When I wrote The Last Stand, it wasn’t because I thought Rome was falling and figured it would be best to pick up a sledgehammer and take it to the service, rather than leave someone else to do it.
I wrote it because I wanted us to face up, to really face up, to some of the problems that exist that we continue to tip-toe around; for fear of punishment, or fear that we will allow those who have us in their sights to load more ammunition.
No fear. No affection. That applies even to ourselves.
We are the last guardians of morality and with that comes the responsibility for our own domain.
Far from the being the end, those two pieces were the beginning of something.
However, unlike the Police, beginnings do have an end.

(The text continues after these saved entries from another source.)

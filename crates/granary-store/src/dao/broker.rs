// crates/granary-store/src/dao/broker.rs
// ============================================================================
// Module: Broker DAO
// Description: Statements against the broker membership table.
// Purpose: Heartbeats, lifecycle state CAS updates, and the optimistic
//          takeover lock that fences HA failover.
// Dependencies: granary-core, rusqlite, crate::dao
// ============================================================================

//! ## Overview
//! The broker row is the HA fencing point. All state changes are
//! compare-and-swap UPDATEs keyed on the expected state (and, for the
//! takeover lock, the expected heartbeat): zero rows updated means the row
//! moved underneath the caller and the operation is diagnosed by
//! re-reading, never blindly retried.
//!
//! Acquiring the takeover lock snapshots the target row first; a failed
//! takeover compensates by restoring exactly that snapshot.

// ============================================================================
// SECTION: Imports
// ============================================================================

use granary_core::BrokerId;
use granary_core::BrokerInfo;
use granary_core::BrokerState;
use granary_core::SessionId;
use granary_core::StoreFault;
use granary_core::TakeoverSnapshot;
use rusqlite::Connection;
use rusqlite::OptionalExtension;
use rusqlite::params;

use crate::dao::BROKER_TABLE;
use crate::dao::SESSION_TABLE;
use crate::dao::classify;
use crate::dao::from_db_id;
use crate::dao::now_millis;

What I have come to realise is that there are good cops out there, an overwhelming majority. We do believe in our oaths, we do want the service to be better; each of us cares about the public.

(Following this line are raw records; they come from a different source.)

#[test]
fn cursor_iterates_destination_messages() {
    let dir = tempfile::tempdir().unwrap();
    let store = open_ha_store(&dir);
    let session = store.current_session();
    store.store_destination(&sample_destination("queue-a", session)).unwrap();
    for index in 0 .. 3 {
        let mut record = sample_message(&format!("MSG-{index}"), "queue-a", session);
        record.created_at = 1_000 + index;
        store.store_message(&record, &[], true).unwrap();
    }

    let mut cursor = store.message_cursor(&DestinationId::new("queue-a"), session).unwrap();
    assert_eq!(cursor.remaining(), 3);
    let mut seen = Vec::new();
    while let Some(record) = cursor.next().unwrap() {
        seen.push(record.id);
    }
    assert_eq!(seen.len(), 3);
    assert_eq!(seen[0], MessageId::new("MSG-0"));
}

// ============================================================================
// SECTION: Consumer State CAS
// ============================================================================

#[test]
fn expected_state_mismatch_is_a_precondition_failure() {
    let dir = tempfile::tempdir().unwrap();
    let store = open_ha_store(&dir);
    let session = store.current_session();
    store.store_destination(&sample_destination("queue-a", session)).unwrap();
    let record = sample_message("MSG-1", "queue-a", session);
    store.store_message(&record, &[(CONSUMER, DeliveryState::Routed)], true).unwrap();

    let err = store
        .update_consumer_state_expected(
            &record.id,
            CONSUMER,
            DeliveryState::Delivered,
            DeliveryState::Acknowledged,
        )
        .unwrap_err();
    assert_eq!(err.kind(), FaultKind::PreconditionFailed);

    store
        .update_consumer_state_expected(
            &record.id,
            CONSUMER,
            DeliveryState::Routed,
            DeliveryState::Delivered,
        )
        .unwrap();
    assert_eq!(store.get_consumer_state(&record.id, CONSUMER).unwrap(), DeliveryState::Delivered);
}

// ============================================================================
// SECTION: Transactions
// ============================================================================

#[test]
fn removing_a_transaction_cascades_to_tagged_acks() {
    let dir = tempfile::tempdir().unwrap();
    let store = open_ha_store(&dir);
    let session = store.current_session();
    store.store_destination(&sample_destination("queue-a", session)).unwrap();
    let record = sample_message("MSG-1", "queue-a", session);
    store.store_message(&record, &[(CONSUMER, DeliveryState::Delivered)], true).unwrap();

    let txn = sample_transaction(42, session);
    store.store_transaction(&txn).unwrap();
    store.update_consumer_transaction(&record.id, CONSUMER, txn.id).unwrap();
    assert_eq!(store.get_transaction_acks(txn.id).unwrap().len(), 1);

    // Tagging an already-tagged acknowledgement is refused.
    let err = store.update_consumer_transaction(&record.id, CONSUMER, txn.id).unwrap_err();
    assert_eq!(err.kind(), FaultKind::Conflict);

    store.update_transaction_state(txn.id, TransactionState::Committed).unwrap();
    assert_eq!(store.get_transaction_state(txn.id).unwrap(), TransactionState::Committed);

    store.remove_transaction(txn.id).unwrap();
    assert!(store.get_transaction_acks(txn.id).unwrap().is_empty());
    assert!(store.get_consumer_states(&record.id).unwrap().is_empty());
    let err = store.get_transaction_state(txn.id).unwrap_err();
    assert_eq!(err.kind(), FaultKind::NotFound);
}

I have come to realise that the general public do support us, do want the good cops out there. They believe, having seen us speaking openly and candidly, that we believe in our oaths, that we want the service to better; that each of us cares about them.
I have also come to realise though, that there are still so many issues of trust, so many engrained illusions and delusions that it will be difficult for all people to understand us without more work; without our stall being laid out more clearly, more publicly. More openly.
People need to know us as individuals, know what we stand for. Know that we mean it.
That is is the only way we can ever fully overcome the police/public divide.
It has to start somewhere, it has to start with someone; someone has to be the first to tread the path otherwise no-one will ever find out where it leads. Deep breath.
My name is James. I’m 32. (My birthday is within days but I’m ignoring that for as long as possible).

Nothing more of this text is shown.